ANOTHER GOVERNMENT CRITIC ARRESTED IN IRAN. The wife of former Iranian parliamentarian Qasem Sholeh-Saadi said on 25 February that her husband had telephoned her from Evin Prison to say that he is detained in relation to an open letter he had written to Supreme Leader Khamenei, ISNA reported. Sholeh-Saadi was arrested on 24 February at Tehran's Mehrabad Airport upon his return from Paris, his son Javad Sholeh-Saadi told Radio Farda. "What I know is that last night my father, who had left Paris for Tehran, arrived around dawn," Javad Sholeh-Saadi said. "Again, what I know is that he was arrested at the airport. Apparently, the airport intelligence group [Ministry of Intelligence and Security unit] arrested him."

Qasem Sholeh-Saadi said in a 1 February interview with Radio Farda that the intervention of unelected officials and institutions has eliminated democratic processes, and he added that the conservatives have left no breathing room for institutions representing public sovereignty. In a letter that was published on his website (http://www.sholehsadi.com) in early December, Sholeh-Saadi criticized Supreme Leader Khamenei's religious credentials, said Iran's refusal to normalize relations with the United States was harmful and denounced the double standard in supporting Palestinian Muslims and ignoring Chechen Muslims. (Bill Samii)

IRANIAN JOURNALIST JAILED, THEN HOSPITALIZED. Mohsen Sazgara, who was the managing editor of several banned newspapers and now runs the alliran.net website, was arrested on 18 February, his son Vahid Sazgara told ISNA. Vahid said he does not know which organization had his father arrested or why it did so. A friend who was with Sazgara also disappeared.

Sazgara was located on 19 February, according to ISNA. The public-relations department of the Islamic Human Rights Commission announced that Sazgara was in Evin Prison. After making numerous inquiries of different institutions, the Human Rights Commission learned from the Tehran Justice Department verbally about Sazgara's whereabouts but was not told on what charges he had been detained. Sazgara was released from prison on the night of 22 February and taken by his family to the Mehr hospital, Sazgara's wife told IRNA on 23 February.

Sazgara's wife visited him at Evin Prison on the morning of 22 February, ISNA reported. She told ISNA her husband was physically unwell and that he was on a hunger strike. Sazgara told his wife that he had not been given a reason for his detention but that he believed the Ministry of Intelligence and Security ordered his arrest in connection with his recent article entitled "First Step, Last Word." The article, published on the alliran.net website, questioned the role of the supreme leader.

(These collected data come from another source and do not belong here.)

//! Inverted index from word token to root hashes.
//!
//! # Responsibility
//! - Maintain one posting set per token over document title + description.
//! - Upgrade v1 rows (entry-hash postings) to root-hash postings.
//!
//! # Invariants
//! - Postings are sets; adding an existing root is a no-op.
//! - Token rows are never deleted except by a full clear.
//! - Read paths upgrade legacy rows in memory only; write paths persist the
//!   upgraded shape and drop the legacy field in the same statement.

use crate::model::document::{Digest, Document};
use crate::model::index_record::{upgrade_index_record, IndexRecord, StoredIndexRecord};
use crate::repo::entry_repo::{RepoError, RepoResult};
use crate::search::tokenize::unique_tokens;
use log::{debug, info};
use rusqlite::{params, Connection, OptionalExtension, Row};
use std::collections::{BTreeSet, HashMap};

/// Repository interface for the inverted index.
pub trait IndexRepository {
    /// Indexes `document` under `root_hash`. Returns the number of tokens whose
    /// posting set changed.
    fn update_index(
        &self,
        document: &Document,
        entry_hash: &str,
        root_hash: &str,
    ) -> RepoResult<usize>;
    /// Posting set of one token, empty when the token is unknown.
    fn lookup(&self, token: &str) -> RepoResult<BTreeSet<Digest>>;
    fn get_record(&self, word: &str) -> RepoResult<Option<IndexRecord>>;
    /// Removes `root_hash` from the postings of tokens that occur in `removed`
    /// but no longer in any of `remaining`. Only those token rows are read.
    /// Returns the number of postings removed.
    fn prune_root(
        &self,
        root_hash: &str,
        removed: &Document,
        remaining: &[Document],
    ) -> RepoResult<usize>;
    fn clear_index(&self) -> RepoResult<usize>;
}

/// SQLite-backed inverted index.
pub struct SqliteIndexRepository<'conn> {
    conn: &'conn Connection,
}

impl<'conn> SqliteIndexRepository<'conn> {
    pub fn new(conn: &'conn Connection) -> Self {
        Self { conn }
    }

    fn load_stored(&self, word: &str) -> RepoResult<Option<StoredIndexRecord>> {
        let row = self
            .conn
            .query_row(
                "SELECT word, entry_hashes, root_hashes FROM search_index WHERE word = ?1;",
                [word],
                read_raw_index_row,
            )
            .optional()?;
        row.map(RawIndexRow::into_stored).transpose()
    }

    fn upgrade(&self, stored: StoredIndexRecord) -> RepoResult<IndexRecord> {
        let mut roots: HashMap<String, String> = HashMap::new();
        if let Some(entry_hashes) = stored.entry_hashes.as_ref() {
            for entry_hash in entry_hashes {
                let root: Option<String> = self
                    .conn
                    .query_row(
                        "SELECT root_hash FROM versions WHERE hash = ?1;",
                        [entry_hash.as_str()],
                        |row| row.get(0),
                    )
                    .optional()?;
                if let Some(root) = root {
                    roots.insert(entry_hash.clone(), root);
                }
            }
        }

        Ok(upgrade_index_record(stored, |entry_hash| {
            roots.get(entry_hash).cloned()
        }))
    }

    fn write_record(&self, record: &IndexRecord) -> RepoResult<()> {
        let encoded = serde_json::to_string(&record.root_hashes).map_err(|err| {
            RepoError::InvalidData(format!(
                "cannot encode postings for `{}`: {err}",
                record.word
            ))
        })?;
        self.conn.execute(
            "INSERT INTO search_index (word, entry_hashes, root_hashes)
             VALUES (?1, NULL, ?2)
             ON CONFLICT(word) DO UPDATE SET
                root_hashes = excluded.root_hashes,
                entry_hashes = NULL;",
            params![record.word.as_str(), encoded],
        )?;
        Ok(())
    }
}

impl IndexRepository for SqliteIndexRepository<'_> {
    fn update_index(
        &self,
        document: &Document,
        entry_hash: &str,
        root_hash: &str,
    ) -> RepoResult<usize> {
        let mut changed = 0;
        for token in unique_tokens(&document.searchable_text()) {
            let (mut record, was_legacy) = match self.load_stored(&token)? {
                Some(stored) => {
                    let was_legacy = stored.is_legacy();
                    (self.upgrade(stored)?, was_legacy)
                }
                None => (IndexRecord::empty(token.as_str()), false),
            };

            let inserted = record.root_hashes.insert(root_hash.to_string());
            if inserted || was_legacy {
                self.write_record(&record)?;
            }
            if was_legacy {
                info!(
                    "event=index_upgrade module=repo status=ok word_len={}",
                    token.chars().count()
                );
            }
            if inserted {
                changed += 1;
            }
        }

        debug!(
            "event=index_update module=repo status=ok entry_hash={} root_hash={} changed={}",
            entry_hash, root_hash, changed
        );
        Ok(changed)
    }

    fn lookup(&self, token: &str) -> RepoResult<BTreeSet<Digest>> {
        Ok(self
            .get_record(token)?
            .map(|record| record.root_hashes)
            .unwrap_or_default())
    }

    fn get_record(&self, word: &str) -> RepoResult<Option<IndexRecord>> {
        match self.load_stored(word)? {
            Some(stored) => Ok(Some(self.upgrade(stored)?)),
            None => Ok(None),
        }
    }

    fn prune_root(
        &self,
        root_hash: &str,
        removed: &Document,
        remaining: &[Document],
    ) -> RepoResult<usize> {
        let keep: BTreeSet<String> = remaining
            .iter()
            .flat_map(|document| unique_tokens(&document.searchable_text()))
            .collect();

        let mut pruned = 0;
        for word in unique_tokens(&removed.searchable_text()).difference(&keep) {
            let Some(stored) = self.load_stored(word)? else {
                continue;
            };
            let mut record = self.upgrade(stored)?;
            if record.root_hashes.remove(root_hash) {
                self.write_record(&record)?;
                pruned += 1;
            }
        }

        debug!(
            "event=index_prune module=repo status=ok root_hash={} removed={}",
            root_hash, pruned
        );
        Ok(pruned)
    }

    fn clear_index(&self) -> RepoResult<usize> {
        Ok(self.conn.execute("DELETE FROM search_index;", [])?)
    }
}

struct RawIndexRow {
    word: String,
    entry_hashes: Option<String>,
    root_hashes: Option<String>,
}

impl RawIndexRow {
    fn into_stored(self) -> RepoResult<StoredIndexRecord> {
        let entry_hashes = decode_postings(&self.word, "entry_hashes", self.entry_hashes)?;
        let root_hashes = decode_postings(&self.word, "root_hashes", self.root_hashes)?;
        Ok(StoredIndexRecord {
            word: self.word,
            entry_hashes,
            root_hashes,
        })
    }
}

fn read_raw_index_row(row: &Row<'_>) -> rusqlite::Result<RawIndexRow> {
    Ok(RawIndexRow {
        word: row.get("word")?,
        entry_hashes: row.get("entry_hashes")?,
        root_hashes: row.get("root_hashes")?,
    })
}

fn decode_postings(
    word: &str,
    column: &str,
    value: Option<String>,
) -> RepoResult<Option<BTreeSet<Digest>>> {
    value
        .map(|text| {
            serde_json::from_str::<BTreeSet<Digest>>(&text).map_err(|err| {
                RepoError::InvalidData(format!(
                    "invalid postings in search_index.{column} for `{word}`: {err}"
                ))
            })
        })
        .transpose()
}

Sazgara's conditions for ending his food and medicine strike include an unconditional release.

An 18 February Reuters report asserted the possibility of a link between Sazgara's arrest and his public letter last year to Supreme Leader Khamenei in which he questioned Khamenei's lack of accountability and his more recent "First Step, Last Word" article.

Sazgara said in the 24 February "Aftab-i Yazd" that the hand-written arrest warrant did not specify the charge against him and that he was never told why he was arrested. Sazgara added that because he objected to being arrested he refused to sign the prison log. Sazgara denied that his arrest was related to his open letter to the supreme leader because the letter was written in late April 2002 and that because no one had mentioned it for almost a year and nothing was said about it after his arrest.

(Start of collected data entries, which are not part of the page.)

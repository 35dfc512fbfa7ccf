//! Journal database files and schema.
//!
//! A journal lives in one SQLite file. Hosts may pass that file directly or
//! only a data directory, in which case the file is `DEFAULT_DB_FILE_NAME`
//! inside it. Every open runs pending migrations before any table is touched;
//! the applied step is mirrored to `PRAGMA user_version`.

use std::error::Error;
use std::fmt::{Display, Formatter};
use std::path::{Path, PathBuf};

pub mod migrations;
mod open;

pub use open::{open_db, open_db_in_memory};

/// File name used when a host only supplies a data directory.
pub const DEFAULT_DB_FILE_NAME: &str = "moodjournal.sqlite3";

/// Maps a host-supplied location to the journal database file.
///
/// Existing directories resolve to `DEFAULT_DB_FILE_NAME` inside them. Any
/// other path is taken as the database file itself.
pub fn database_path(location: impl AsRef<Path>) -> PathBuf {
    let location = location.as_ref();
    if location.is_dir() {
        location.join(DEFAULT_DB_FILE_NAME)
    } else {
        location.to_path_buf()
    }
}

pub type DbResult<T> = Result<T, DbError>;

#[derive(Debug)]
pub enum DbError {
    Sqlite(rusqlite::Error),
    /// A migration step failed; nothing from the pending batch was kept.
    Migration {
        version: u32,
        source: rusqlite::Error,
    },
    /// The file was written by a newer binary.
    UnsupportedSchemaVersion {
        db_version: u32,
        latest_supported: u32,
    },
}

impl Display for DbError {
    fn fmt(&self, f: &mut Formatter<'_>) -> std::fmt::Result {
        match self {
            Self::Sqlite(err) => write!(f, "{err}"),
            Self::Migration { version, source } => {
                write!(f, "journal schema migration {version} failed: {source}")
            }
            Self::UnsupportedSchemaVersion {
                db_version,
                latest_supported,
            } => write!(
                f,
                "journal schema version {db_version} is newer than supported {latest_supported}"
            ),
        }
    }
}

impl Error for DbError {
    fn source(&self) -> Option<&(dyn Error + 'static)> {
        match self {
            Self::Sqlite(err) | Self::Migration { source: err, .. } => Some(err),
            Self::UnsupportedSchemaVersion { .. } => None,
        }
    }
}

impl From<rusqlite::Error> for DbError {
    fn from(value: rusqlite::Error) -> Self {
        Self::Sqlite(value)
    }
}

A commentary by Amir Mohebbian in the 24 February "Resalat" daily questioned the reason for arresting, and after a few days releasing, Sazgara. The daily noted that until this most recent incident, Sazgara had never been prosecuted for his open letters that criticize state officials, and he remarked that the incident occurred during the visit to Iran of a United Nations human rights team (see below). The commentary asked if "hidden hands" are trying to improve the stature of relatively unknown political figures in order to harm the system and urged the Ministry of Intelligence and Security to resolve and clarify the issue of such arrests. (Bill Samii)

JUDICIARY REJECTS REPORTS OF JEWS' AMNESTY. Louis Joinet, head of a UN human rights delegation that visited Iran from 15-26 February (see below), said that his team met in Shiraz with five Jews who were imprisoned in July 2000 on espionage charges, AFP reported on 26 February. "They have been definitively freed, a senior judicial official told us," Joinet said. He added that, although this information has not been communicated to the prisoners, he had received assurances that it would be soon. The UN delegation met with the imprisoned Jews on 21 February, dpa reported on 24 February.

Iranian judiciary spokesman Gholam Hussein Elham on 24 January said that the five Jews had not been amnestied, dpa reported, whereas Haroun Yashyai, "a leading Jewish figure in Tehran," said that Supreme Leader Khamenei had pardoned the men, "The New York Times" reported on 21 February. The five were given a furlough in early February (see "RFE/RL Iran Report," 10 February 2003). (Bill Samii)

CONVICTED OPINION POLLSTERS GET HOME LEAVE. Ayandeh Research Institute board member Abbas Abdi was given a one-hour leave from prison on 22 February, "Iran News" reported on 25 February, citing "Seda-yi Idalat." Abdi's daughter told the daily that her father was in good health. Abdi was sentenced to eight years in prison after Ayandeh conducted a poll that found that the majority of Tehran citizens favor the resumption of Iran-U.S. relations.

Ayandeh Managing Director Hussein Qazian's lawyer, Ramazan Haji-Mashhadi, said his client was also granted a few hours' leave to visit his family, "Etemad" reported on 22 February. Qazian is considering filing an appeal on his conviction in the case.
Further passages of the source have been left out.